Purification and characterization of a non-specific lipid transfer protein from germinated castor bean endosperms which transfers phospholipids and galactolipids

Abstract

A non-specific lipid transfer protein has been purified from a pH 5.1 supernatnat of germinated castor bean endosperms by column chromatographies on DEAE-Sepharose CL-6B, CM-Sepharose CL-6B, Sephadex G-50 and hydroxyapatite, when determined by the transfer of [ 14C]phosphatidylcholine from liposomes to mitochondria. The protein purified to homogeneity by polyacrylamide gel electrophoresis transferred 66 nmol phosphatidylcholine per min per mg of protein under the present assay condition.
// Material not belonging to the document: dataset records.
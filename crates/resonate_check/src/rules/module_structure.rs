//! `module-structure`: names, endpoint declarations and instances.

use std::collections::HashSet;

use resonate_config::BuildSettings;
use resonate_diagnostics::{Diagnostic, DiagnosticCode};
use resonate_ir::{Endpoint, EndpointKind, Module, Program};
use resonate_source::Span;

use crate::errors;
use crate::{CheckContext, ProgramCheck};

/// Checks that modules, endpoints and instances are declared consistently,
/// and that the main module's endpoints can be driven by a host.
pub struct ModuleStructure;

impl ProgramCheck for ModuleStructure {
    fn code(&self) -> DiagnosticCode {
        errors::S301
    }

    fn name(&self) -> &str {
        "module-structure"
    }

    fn description(&self) -> &str {
        "module, endpoint and instance declarations are well formed"
    }

    fn check(&self, program: &Program, context: &CheckContext<'_>) -> Result<(), Diagnostic> {
        let mut names = HashSet::new();
        for (id, module) in program.modules.iter() {
            if !names.insert(module.full_name.as_str()) {
                return Err(errors::duplicate_module_name(&module.full_name, module.span));
            }
            if let Some(parent) = program.parent_module(id) {
                let parent = &program.modules[parent];
                if !parent.is_namespace() {
                    return Err(errors::module_inside_non_namespace(
                        &module.full_name,
                        &parent.full_name,
                        module.span,
                    ));
                }
            }
        }

        for (_, module) in program.processors_and_graphs() {
            check_endpoints(module, context.settings)?;
            check_instances(program, module, context.settings)?;
            if module.outputs().next().is_none() {
                return Err(errors::processor_needs_an_output(&module.full_name, module.span));
            }
        }

        if let Some(main) = context.main_module {
            check_main_endpoints(&program.modules[main])?;
        }
        Ok(())
    }
}

fn check_endpoints(module: &Module, settings: &BuildSettings) -> Result<(), Diagnostic> {
    let mut names = HashSet::new();
    for endpoint in module.endpoints.values() {
        if !names.insert(endpoint.name.as_str()) {
            return Err(errors::duplicate_endpoint_name(&endpoint.name, endpoint.span));
        }
        let Some(details) = &endpoint.details else {
            return Err(errors::unresolved_endpoint(&endpoint.name, endpoint.span));
        };
        match details.data_types.len() {
            0 => return Err(errors::endpoint_has_no_types(&endpoint.name, endpoint.span)),
            1 => {}
            _ if details.kind != EndpointKind::Event => {
                return Err(errors::only_events_have_multiple_types(&endpoint.name, endpoint.span))
            }
            _ => {}
        }
        check_array_size(&endpoint.name, details.array_size, settings, endpoint.span)?;
    }
    Ok(())
}

fn check_instances(program: &Program, module: &Module, settings: &BuildSettings) -> Result<(), Diagnostic> {
    let mut names = HashSet::new();
    for instance in module.instances.values() {
        if !names.insert(instance.name.as_str()) {
            return Err(errors::duplicate_instance_name(&instance.name, instance.span));
        }
        check_array_size(&instance.name, instance.array_size, settings, instance.span)?;
        let source = program
            .find_module(&instance.source_name)
            .ok_or_else(|| errors::cannot_find_processor(&instance.source_name, instance.span))?;
        if program.modules[source].is_namespace() {
            return Err(errors::cannot_instantiate_namespace(&instance.source_name, instance.span));
        }
    }
    Ok(())
}

fn check_array_size(name: &str, size: Option<u32>, settings: &BuildSettings, span: Span) -> Result<(), Diagnostic> {
    let max = settings.max_processor_array_size;
    match size {
        Some(size) if size == 0 || size > max => Err(errors::illegal_array_size(name, size, max, span)),
        _ => Ok(()),
    }
}

fn check_main_endpoints(module: &Module) -> Result<(), Diagnostic> {
    let is_array = |e: &Endpoint| e.array_size().is_some();
    for (_, input) in module.inputs() {
        let types = input.details.as_ref().map_or(0, |d| d.data_types.len());
        if types != 1 {
            return Err(errors::main_input_needs_one_type(&input.name, input.span));
        }
        if is_array(input) {
            return Err(errors::main_endpoint_array_not_supported(&input.name, input.span));
        }
    }
    for (_, output) in module.outputs() {
        if is_array(output) {
            return Err(errors::main_endpoint_array_not_supported(&output.name, output.span));
        }
    }
    Ok(())
}

#[cfg(test)]
mod tests {
    use super::*;
    use crate::rules::fixtures::{code, run, run_with};

    fn with(body: &str) -> String {
        format!("#HEART 1\nprocessor P\n{{\n{body}}}\n")
    }

    #[test]
    fn well_formed_program() {
        let text = "#HEART 1
namespace Lib
{
}
processor Lib::Osc
{
    output out stream float32;
}
processor Top [[main: true]]
{
    input in stream float32;
    input note event (int32, float32);
    output out stream float32;
}
";
        let err = run(&ModuleStructure, text).unwrap_err();
        assert_eq!(err.code, errors::T303);
        run(&ModuleStructure, &text.replace("(int32, float32)", "int32")).unwrap();
    }

    #[test]
    fn duplicate_names() {
        let modules = "#HEART 1\nprocessor P\n{\n    output o stream float32;\n}\nprocessor P\n{\n    output o stream float32;\n}\n";
        assert_eq!(code(&ModuleStructure, modules), "S301");
        assert_eq!(
            code(&ModuleStructure, &with("    output o stream float32;\n    output o event int32;\n")),
            "S303"
        );
        let nodes = "#HEART 1\nprocessor P\n{\n    output o stream float32;\n}\ngraph G [[main: true]]\n{\n    output o stream float32;\n    node a = P;\n    node a = P;\n}\n";
        assert_eq!(code(&ModuleStructure, nodes), "S304");
    }

    #[test]
    fn nested_module_needs_a_namespace_parent() {
        let text = "#HEART 1\nprocessor P\n{\n    output o stream float32;\n}\nprocessor P::Q\n{\n    output o stream float32;\n}\n";
        assert_eq!(code(&ModuleStructure, text), "S302");
    }

    #[test]
    fn endpoint_declarations() {
        assert_eq!(code(&ModuleStructure, &with("    input a stream (int32, float32);\n    output o stream float32;\n")), "T302");
        assert_eq!(code(&ModuleStructure, &with("    output x = p.o;\n")), "R301");
        assert_eq!(code(&ModuleStructure, &with("    input e event int32;\n")), "S305");
    }

    #[test]
    fn array_limits() {
        let text = "#HEART 1
processor P
{
    output o stream float32;
}
graph G [[main: true]]
{
    output o stream float32;
    node voices = P[8];
}
";
        run(&ModuleStructure, text).unwrap();
        let settings = BuildSettings {
            max_processor_array_size: 4,
            ..BuildSettings::default()
        };
        let err = run_with(&ModuleStructure, text, &settings).unwrap_err();
        assert_eq!(err.code, errors::L301);
        assert_eq!(code(&ModuleStructure, &text.replace("P[8]", "P[0]")), "L301");
    }

    #[test]
    fn instance_sources() {
        let text = "#HEART 1
namespace Lib
{
}
graph G
{
    output o stream float32;
    node a = Missing;
}
";
        assert_eq!(code(&ModuleStructure, text), "R302");
        assert_eq!(code(&ModuleStructure, &text.replace("Missing", "Lib")), "S306");
    }

    #[test]
    fn main_endpoint_arrays() {
        assert_eq!(code(&ModuleStructure, &with("    input in[2] stream float32;\n    output o stream float32;\n")), "U301");
        assert_eq!(code(&ModuleStructure, &with("    output o[2] stream float32;\n")), "U301");
        let not_main = "#HEART 1
processor P
{
    input in[2] stream float32;
    output o stream float32;
}
processor Top [[main: true]]
{
    output o stream float32;
}
";
        run(&ModuleStructure, not_main).unwrap();
    }
}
In addition to phosphatidylcholine transport, this protein transferred phosphatidylinositol, phosphatidylethanolamine, phosphatidylglycerol, phosphatidic acid, monogalactosyldiacylglycerol and digalactosyldiacylglycerol, but not diacylglycerol and triacylglycerol. The protein was a monomer with a molecular weight of about 9000, as estimated by molecular filtration through Sephadex G-50 and by polyacrylamide gel electrophoresis in the presence of sodium dodecyl sulphate. The amino acid analysis of this protein revealed a high amount of alanine and the absence of methionine, tyrosine and histidine. It gave an isoelectric point of higher than 10.5 as determined by isoelectric focusing.